Asserting that the statue was coming up only on a private land and that allegations of public lands having been encroached upon was completely wrong, he impressed upon the need for an urgent hearing of the case since the birth anniversary of the former Chief Minister was nearing.

On his part, Additional Advocate General J. Ravindran, representing the official respondents, questioned the maintainability of the PIL petition filed by G. Karthick, 39, an iron scrap merchant based in Chennai. The AAG wondered how a resident of Chennai could have any personal knowledge about the ground situation in Tiruvannamalai.

The law officer pointed out that the High Court rules, related to filing of PILs, required every litigant to disclose the specific sources from which he/she had collected information with respect to the allegations levelled by him/her. However, in the present case, the litigant had only made a general statement that he had made inquiries with the locals.

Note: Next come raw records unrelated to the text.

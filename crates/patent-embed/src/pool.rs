use anyhow::{ensure, Result};
use candle_core::{DType, Tensor};

/// Mean of the unmasked token states followed by L2 normalisation.
///
/// `hidden` is `[B, T, H]`, `attention_mask` is `[B, T]`; the result is `[B, H]`.
pub fn masked_mean_l2(hidden: &Tensor, attention_mask: &Tensor) -> Result<Tensor> {
    let dims = hidden.dims();
    ensure!(dims.len() == 3, "hidden states must be [B,T,H], got {:?}", dims);
    let (batch, hidden_dim) = (dims[0], dims[2]);

    let mask = attention_mask.to_device(hidden.device())?.to_dtype(hidden.dtype())?;
    let mask_3d = mask.unsqueeze(2)?;
    let mask_broadcast = match mask_3d.broadcast_as(hidden.shape()) {
        Ok(m) => m,
        Err(_) => mask_3d.repeat((1, 1, hidden_dim))?,
    };
    let summed = (hidden * &mask_broadcast)?.sum(1)?;
    let lengths = mask.sum(1)?.unsqueeze(1)?.to_dtype(summed.dtype())?;
    let mean = summed.broadcast_div(&lengths)?;

    let eps_val = match hidden.dtype() { DType::F16 => 1e-6f32, _ => 1e-12f32 };
    let eps = Tensor::new(&[eps_val], hidden.device())?.to_dtype(hidden.dtype())?.unsqueeze(0)?;
    let norm = mean.sqr()?.sum_keepdim(1)?.sqrt()?.broadcast_add(&eps)?;
    let pooled = mean.broadcast_div(&norm)?;
    ensure!(pooled.dims() == [batch, hidden_dim], "pooled shape {:?} != [{batch}, {hidden_dim}]", pooled.dims());
    Ok(pooled)
}
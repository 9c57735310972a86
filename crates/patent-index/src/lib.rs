//! patent-index
//!
//! Thin OpenSearch wrapper: a blocking client built once and shared, DSL
//! rendering for `patent_core::query::SearchRequest`, and the index mapping and
//! bulk writer used by ingest.

pub mod client;
pub mod dsl;
pub mod mapping;

pub use client::{BulkOutcome, ClusterInfo, IndexStats, OpenSearchClient};
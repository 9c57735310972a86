use anyhow::Result;
use std::hash::{Hash, Hasher};
use twox_hash::XxHash64;

use patent_core::traits::Embedder;

/// Hashes whitespace tokens into buckets. Same text, same vector; texts sharing
/// tokens have positive cosine similarity.
pub struct FakeEmbedder { dim: usize }

impl FakeEmbedder {
    pub fn new(dim: usize) -> Self { Self { dim: dim.max(1) } }

    fn embed_text(&self, text: &str) -> Vec<f32> {
        let mut v = vec![0f32; self.dim];
        for (i, token) in text.split_whitespace().enumerate() {
            let mut hasher = XxHash64::with_seed(0);
            token.to_lowercase().hash(&mut hasher);
            let h = hasher.finish();
            let idx = (h as usize) % self.dim;
            let val = (((h >> 32) as u32) as f32) / (u32::MAX as f32);
            v[idx] += val + (i as f32 % 3.0) * 0.01;
        }
        let norm = (v.iter().map(|x| x * x).sum::<f32>()).sqrt().max(1e-6);
        for x in &mut v { *x /= norm; }
        v
    }
}

impl Embedder for FakeEmbedder {
    fn dim(&self) -> usize { self.dim }
    fn max_len(&self) -> usize { usize::MAX }
    fn embed_batch(&self, texts: &[String]) -> Result<Vec<Vec<f32>>> {
        Ok(texts.iter().map(|t| self.embed_text(t)).collect())
    }
}
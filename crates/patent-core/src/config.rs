//! Layered configuration and path helpers.
//!
//! Figment merges compiled-in defaults, `config.toml`, `config.<env>.toml` and
//! `APP_*` environment variables (`__` separates nested keys, e.g.
//! `APP_OPENSEARCH__PORT=9201`). A missing file is not an error.

use chrono::NaiveDate;
use figment::{
    providers::{Env, Format, Serialized, Toml},
    Figment,
};
use serde::{Deserialize, Serialize};
use std::env;
use std::path::{Path, PathBuf};

use crate::error::Error;
use crate::types::DateRange;

pub struct Config {
    figment: Figment,
    env_name: String,
}

impl Config {
    pub fn load() -> anyhow::Result<Self> {
        Self::load_from(Path::new("."))
    }

    /// Load with config files looked up in `dir`.
    pub fn load_from(dir: &Path) -> anyhow::Result<Self> {
        let env_name = env::var("RUST_ENV").unwrap_or_else(|_| "dev".to_string());

        let mut figment = Figment::from(Serialized::defaults(Settings::default()))
            .merge(Toml::file(dir.join("config.toml")));
        match env_name.as_str() {
            "dev" | "development" => figment = figment.merge(Toml::file(dir.join("config.dev.toml"))),
            "prod" | "production" => figment = figment.merge(Toml::file(dir.join("config.prod.toml"))),
            "test" | "testing" => figment = figment.merge(Toml::file(dir.join("config.test.toml"))),
            _ => {}
        }
        figment = figment.merge(Env::prefixed("APP_").split("__"));

        let config = Self { figment, env_name };
        config.validate_for_env()?;
        Ok(config)
    }

    pub fn from_figment(figment: Figment) -> Self {
        Self { figment, env_name: "custom".to_string() }
    }

    pub fn env_name(&self) -> &str {
        &self.env_name
    }

    pub fn get<T>(&self, key: &str) -> anyhow::Result<T>
    where
        T: serde::de::DeserializeOwned,
    {
        self.figment
            .extract_inner(key)
            .map_err(|e| anyhow::anyhow!("Failed to get '{}': {}", key, e))
    }

    pub fn settings(&self) -> anyhow::Result<Settings> {
        let settings: Settings = self
            .figment
            .extract()
            .map_err(|e| anyhow::anyhow!("Failed to extract settings: {}", e))?;
        settings.validate()?;
        Ok(settings)
    }

    fn validate_for_env(&self) -> anyhow::Result<()> {
        let settings = self.settings()?;
        if matches!(self.env_name.as_str(), "prod" | "production") && settings.embedding.provider == EmbeddingProvider::Fake {
            return Err(Error::InvalidConfig("fake embeddings are not allowed in production".into()).into());
        }
        Ok(())
    }
}

#[derive(Debug, Clone, Default, Serialize, Deserialize)]
#[serde(default)]
pub struct Settings {
    pub opensearch: OpenSearchSettings,
    pub embedding: EmbeddingSettings,
    pub search: SearchSettings,
    pub ollama: OllamaSettings,
    pub output: OutputSettings,
    pub data: DataSettings,
    pub report: ReportSettings,
}

impl Settings {
    pub fn validate(&self) -> crate::error::Result<()> {
        if self.opensearch.index.trim().is_empty() {
            return Err(Error::InvalidConfig("opensearch.index must not be empty".into()));
        }
        if self.embedding.dimension == 0 {
            return Err(Error::InvalidConfig("embedding.dimension must be positive".into()));
        }
        if self.search.top_k == 0 || self.search.refinement_steps == 0 {
            return Err(Error::InvalidConfig("search.top_k and search.refinement_steps must be positive".into()));
        }
        if let (Some(from), Some(to)) = (self.search.date_from, self.search.date_to) {
            if from > to {
                return Err(Error::InvalidConfig(format!("search.date_from {from} is after search.date_to {to}")));
            }
        }
        Ok(())
    }
}

#[derive(Debug, Clone, Serialize, Deserialize)]
#[serde(default)]
pub struct OpenSearchSettings {
    pub scheme: String,
    pub host: String,
    pub port: u16,
    pub index: String,
    pub timeout_secs: u64,
    pub max_retries: u32,
    pub retry_on_timeout: bool,
    pub compress: bool,
    pub username: Option<String>,
    pub password: Option<String>,
}

impl Default for OpenSearchSettings {
    fn default() -> Self {
        Self {
            scheme: "http".into(),
            host: "localhost".into(),
            port: 9200,
            index: "patents".into(),
            timeout_secs: 30,
            max_retries: 3,
            retry_on_timeout: true,
            compress: true,
            username: None,
            password: None,
        }
    }
}

impl OpenSearchSettings {
    pub fn base_url(&self) -> String {
        format!("{}://{}:{}", self.scheme, self.host, self.port)
    }
}

#[derive(Debug, Clone, Copy, PartialEq, Eq, Serialize, Deserialize)]
#[serde(rename_all = "lowercase")]
pub enum EmbeddingProvider {
    Local,
    Ollama,
    Fake,
}

#[derive(Debug, Clone, Serialize, Deserialize)]
#[serde(default)]
pub struct EmbeddingSettings {
    pub provider: EmbeddingProvider,
    pub model_dir: Option<String>,
    pub dimension: usize,
    pub max_len: usize,
    pub ollama_model: String,
}

impl Default for EmbeddingSettings {
    fn default() -> Self {
        Self {
            provider: EmbeddingProvider::Local,
            model_dir: None,
            dimension: 1024,
            max_len: 256,
            ollama_model: "bge-m3".into(),
        }
    }
}

#[derive(Debug, Clone, Serialize, Deserialize)]
#[serde(default)]
pub struct SearchSettings {
    pub top_k: usize,
    pub refinement_steps: usize,
    pub max_query_chars: usize,
    pub date_from: Option<NaiveDate>,
    pub date_to: Option<NaiveDate>,
}

impl Default for SearchSettings {
    fn default() -> Self {
        Self { top_k: 20, refinement_steps: 3, max_query_chars: 512, date_from: None, date_to: None }
    }
}

impl SearchSettings {
    pub fn date_range(&self) -> Option<DateRange> {
        DateRange::new(self.date_from, self.date_to)
    }
}

#[derive(Debug, Clone, Serialize, Deserialize)]
#[serde(default)]
pub struct OllamaSettings {
    pub base_url: String,
    pub model: String,
    pub temperature: f32,
    pub timeout_secs: u64,
}

impl Default for OllamaSettings {
    fn default() -> Self {
        Self { base_url: "http://localhost:11434".into(), model: "llama2".into(), temperature: 0.2, timeout_secs: 300 }
    }
}

#[derive(Debug, Clone, Serialize, Deserialize)]
#[serde(default)]
pub struct OutputSettings {
    pub dir: String,
    pub reports_dir: String,
    pub logs_dir: String,
}

impl Default for OutputSettings {
    fn default() -> Self {
        Self { dir: "output".into(), reports_dir: "output/patent_analysis".into(), logs_dir: "output/logs".into() }
    }
}

#[derive(Debug, Clone, Serialize, Deserialize)]
#[serde(default)]
pub struct DataSettings {
    pub patents_dir: String,
    pub batch_size: usize,
}

impl Default for DataSettings {
    fn default() -> Self {
        Self { patents_dir: "data/patents".into(), batch_size: 256 }
    }
}

/// Stage overrides for the report chain. Empty means built-in stages.
#[derive(Debug, Clone, Default, Serialize, Deserialize)]
#[serde(default)]
pub struct ReportSettings {
    pub stages: Vec<StageSettings>,
    pub max_patents: Option<usize>,
}

#[derive(Debug, Clone, Serialize, Deserialize)]
pub struct StageSettings {
    pub name: String,
    pub instruction: String,
}

/// Expand a user-provided path string:
/// - Expands leading '~' to the user's home directory
/// - Expands ${VAR} and $VAR environment variables
/// - Returns a PathBuf without attempting to canonicalize
pub fn expand_path<S: AsRef<str>>(input: S) -> PathBuf {
    let s = input.as_ref();
    let expanded_env = shellexpand::env(s).unwrap_or(std::borrow::Cow::Borrowed(s));
    let expanded = shellexpand::tilde(&expanded_env);
    PathBuf::from(expanded.as_ref())
}

/// Resolve a possibly relative path against a given base directory after expansion.
/// If `p` is absolute, it's returned as-is; otherwise `base.join(p)` is returned.
pub fn resolve_with_base<S: AsRef<str>>(base: &Path, p: S) -> PathBuf {
    let p = expand_path(p);
    if p.is_absolute() { p } else { base.join(p) }
}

Finding force in their submissions, the judges asked the litigant’s counsel as to how he could be concerned with the happenings in Tiruvannamalai. They also wanted to know how a PIL petition would lie in the case of installation of a statue on a private patta land.

When the counsel claimed that the patta was fabricated, the judges said, in such a case, the petitioner should have challenged the validity of the patta and not file a PIL petition against installation of the statue.

In his affidavit, the petitioner had claimed that the statue had been planned on the girivalam (circumambulation) path around the Arunachaleswarar temple and that there was a threat of obliteration of a water channel too if the statue was allowed to be installed at the intended location.